Your assignment: For each line below with the word "parent", write out a copy.
BEGIN Source information
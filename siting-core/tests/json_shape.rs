#![cfg(feature = "serde")]
#![expect(
    clippy::expect_used,
    reason = "tests should fail fast when setup breaks"
)]

//! JSON shape of the types exchanged with a rendering layer.

use rstest::rstest;
use serde_json::json;
use geo::Coord;
use siting_core::{
    FilterCriteria, HeatmapPoint, HeatmapSettings, ScoredSite, SiteAttributes, WeightConfig,
    WeightUpdate, test_support::sample_sites,
};

#[rstest]
fn site_catalog_entries_deserialise_from_camel_case() {
    let value = json!({
        "id": "7",
        "name": "Kutch Salt Flats",
        "location": { "x": 70.0, "y": 23.7 },
        "region": "Gujarat",
        "policyZone": "SEZ",
        "existingInfrastructure": ["Port Access"],
        "solarIndex": 92.0,
        "windIndex": 70.0,
        "waterIndex": 35.0,
        "industryProximity": 55.0,
        "gridProximity": 60.0,
        "landAvailability": 90.0
    });
    let site: SiteAttributes = serde_json::from_value(value).expect("valid site");
    assert_eq!(site.policy_zone, "SEZ");
    assert_eq!(site.sub_scores.land_availability, 90.0);
    assert!(site.has_infrastructure());
}

#[rstest]
fn optional_site_metadata_defaults_to_empty() {
    let value = json!({
        "id": "8",
        "name": "Bare",
        "location": { "x": 0.0, "y": 0.0 },
        "solarIndex": 0.0,
        "windIndex": 0.0,
        "waterIndex": 0.0,
        "industryProximity": 0.0,
        "gridProximity": 0.0,
        "landAvailability": 0.0
    });
    let site: SiteAttributes = serde_json::from_value(value).expect("valid site");
    assert!(site.region.is_empty());
    assert!(!site.has_infrastructure());
}

#[rstest]
fn scored_sites_flatten_the_underlying_site() {
    let sites = sample_sites();
    let first = sites.first().expect("catalog is not empty");
    let scored = ScoredSite::compute(first, &WeightConfig::default());
    let value = serde_json::to_value(scored).expect("serialise scored site");
    assert_eq!(value["id"], "1");
    assert_eq!(value["score"], 77);
    assert_eq!(value["band"], "high");
    assert_eq!(value["policyZone"], "SEZ");
}

#[rstest]
fn partial_filters_fill_in_defaults() {
    let criteria: FilterCriteria =
        serde_json::from_value(json!({ "region": "Ladakh", "minScore": 20 }))
            .expect("valid filter");
    assert_eq!(
        criteria,
        FilterCriteria::default()
            .with_region("Ladakh")
            .with_score_range(20, 100)
    );
}

#[rstest]
fn weight_updates_accept_partial_records() {
    let update: WeightUpdate =
        serde_json::from_value(json!({ "gridProximity": 12.5 })).expect("valid update");
    let mut weights = WeightConfig::default();
    weights.update(&update).expect("non-negative update");
    assert_eq!(weights.total_weight(), 107.5);
}

#[rstest]
fn heatmap_settings_round_trip_through_camel_case() {
    let value = serde_json::to_value(HeatmapSettings::default()).expect("serialise settings");
    assert_eq!(value, json!({ "pointsPerSite": 25, "spread": 1.5 }));
}

#[rstest]
fn weight_configs_deserialise_when_valid() {
    let weights: WeightConfig = serde_json::from_value(json!({
        "solar": 30.0,
        "wind": 25.0,
        "water": 20.0,
        "industryProximity": 15.0,
        "gridProximity": 5.0,
        "landAvailability": 5.0
    }))
    .expect("valid weights");
    assert_eq!(weights, WeightConfig::default());
}

#[rstest]
fn negative_weights_fail_to_deserialise() {
    let err = serde_json::from_value::<WeightConfig>(json!({
        "solar": -500.0,
        "wind": 25.0,
        "water": 20.0,
        "industryProximity": 15.0,
        "gridProximity": 5.0,
        "landAvailability": 5.0
    }))
    .expect_err("negative weight should be rejected");
    assert!(err.to_string().contains("solar"), "unexpected error: {err}");
}

#[rstest]
fn heatmap_points_serialise_as_flat_lat_lng() {
    let point = HeatmapPoint {
        location: Coord { x: 70.0, y: 26.0 },
        score: 88,
    };
    let value = serde_json::to_value(point).expect("serialise point");
    assert_eq!(value, json!({ "lat": 26.0, "lng": 70.0, "score": 88 }));
    let back: HeatmapPoint = serde_json::from_value(value).expect("deserialise point");
    assert_eq!(back, point);
}
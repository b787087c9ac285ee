//! Capability-based file access for catalog inputs.

use camino::Utf8Path;
use cap_std::{ambient_authority, fs_utf8};
use std::io;

/// Open a UTF-8 file path using ambient authority.
pub(crate) fn open_utf8_file(path: &Utf8Path) -> io::Result<fs_utf8::File> {
    fs_utf8::File::open_ambient(path, ambient_authority())
}

/// Return whether a path exists and is a regular file.
pub(crate) fn file_is_file(path: &Utf8Path) -> io::Result<bool> {
    let parent = path
        .parent()
        .filter(|dir| !dir.as_str().is_empty())
        .unwrap_or_else(|| Utf8Path::new("."));
    let name = path
        .file_name()
        .ok_or_else(|| io::Error::other("path should include a file name"))?;
    let dir = fs_utf8::Dir::open_ambient_dir(parent, ambient_authority())?;
    dir.metadata(name).map(|meta| meta.is_file())
}
use serde::{Deserialize, Serialize};

pub const SECTION_DELIMITER: &str = "\n===\n";

#[derive(Debug, Clone, Copy, Serialize, Deserialize, PartialEq, Eq, Hash)]
#[serde(rename_all = "lowercase")]
pub enum SourceKind {
    Resume,
    GitHub,
    LinkedIn,
}

impl SourceKind {
    pub const ALL: [SourceKind; 3] = [SourceKind::Resume, SourceKind::GitHub, SourceKind::LinkedIn];

    pub fn tag(&self) -> &'static str {
        match self {
            SourceKind::Resume => "RESUME SECTION:",
            SourceKind::GitHub => "GITHUB SECTION:",
            SourceKind::LinkedIn => "LINKEDIN SECTION:",
        }
    }
}

impl std::fmt::Display for SourceKind {
    fn fmt(&self, f: &mut std::fmt::Formatter<'_>) -> std::fmt::Result {
        match self {
            SourceKind::Resume => write!(f, "resume"),
            SourceKind::GitHub => write!(f, "github"),
            SourceKind::LinkedIn => write!(f, "linkedin"),
        }
    }
}

#[derive(Debug, Clone, Serialize, Deserialize, PartialEq)]
pub struct ProfileSection {
    pub kind: SourceKind,
    pub text: String,
}

/// Up to three tagged source sections for one candidate.
///
/// Sections are kept in [`SourceKind::ALL`] order; the document is never
/// mutated once built.
#[derive(Debug, Clone, Default, Serialize, Deserialize, PartialEq)]
pub struct ProfileDocument {
    sections: Vec<ProfileSection>,
}

impl ProfileDocument {
    pub fn new(resume: Option<String>, github: Option<String>, linkedin: Option<String>) -> Self {
        let sections = SourceKind::ALL
            .into_iter()
            .zip([resume, github, linkedin])
            .filter_map(|(kind, text)| text.map(|text| ProfileSection { kind, text }))
            .collect();
        Self { sections }
    }

    /// Recovers the sections of a blob produced by [`ProfileDocument::concatenated`].
    pub fn parse(concatenated: &str) -> Self {
        let mut resume = None;
        let mut github = None;
        let mut linkedin = None;

        for part in concatenated.split(SECTION_DELIMITER) {
            for kind in SourceKind::ALL {
                if let Some((_, body)) = part.split_once(kind.tag()) {
                    let body = Some(body.trim().to_string());
                    match kind {
                        SourceKind::Resume => resume = body,
                        SourceKind::GitHub => github = body,
                        SourceKind::LinkedIn => linkedin = body,
                    }
                    break;
                }
            }
        }

        Self::new(resume, github, linkedin)
    }

    pub fn sections(&self) -> &[ProfileSection] {
        &self.sections
    }

    pub fn section(&self, kind: SourceKind) -> Option<&str> {
        self.sections
            .iter()
            .find(|s| s.kind == kind)
            .map(|s| s.text.as_str())
    }

    pub fn has_content(&self, kind: SourceKind) -> bool {
        self.section(kind)
            .map(|text| !text.trim().is_empty())
            .unwrap_or(false)
    }

    pub fn completeness(&self) -> SourceCompleteness {
        SourceCompleteness {
            resume: self.has_content(SourceKind::Resume),
            github: self.has_content(SourceKind::GitHub),
            linkedin: self.has_content(SourceKind::LinkedIn),
        }
    }

    /// Tagged sections joined by the `===` delimiter.
    pub fn concatenated(&self) -> String {
        let parts: Vec<String> = self
            .sections
            .iter()
            .map(|s| format!("{}\n{}", s.kind.tag(), s.text))
            .collect();
        format!("\n\n{}\n", parts.join(&format!("\n{}\n", SECTION_DELIMITER)))
    }
}

#[derive(Debug, Clone, Copy, Default, Serialize, Deserialize, PartialEq, Eq)]
pub struct SourceCompleteness {
    pub resume: bool,
    pub github: bool,
    pub linkedin: bool,
}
END Source information
Exercise output:
    let parent = path
        .parent()
    let dir = fs_utf8::Dir::open_ambient_dir(parent, ambient_authority())?;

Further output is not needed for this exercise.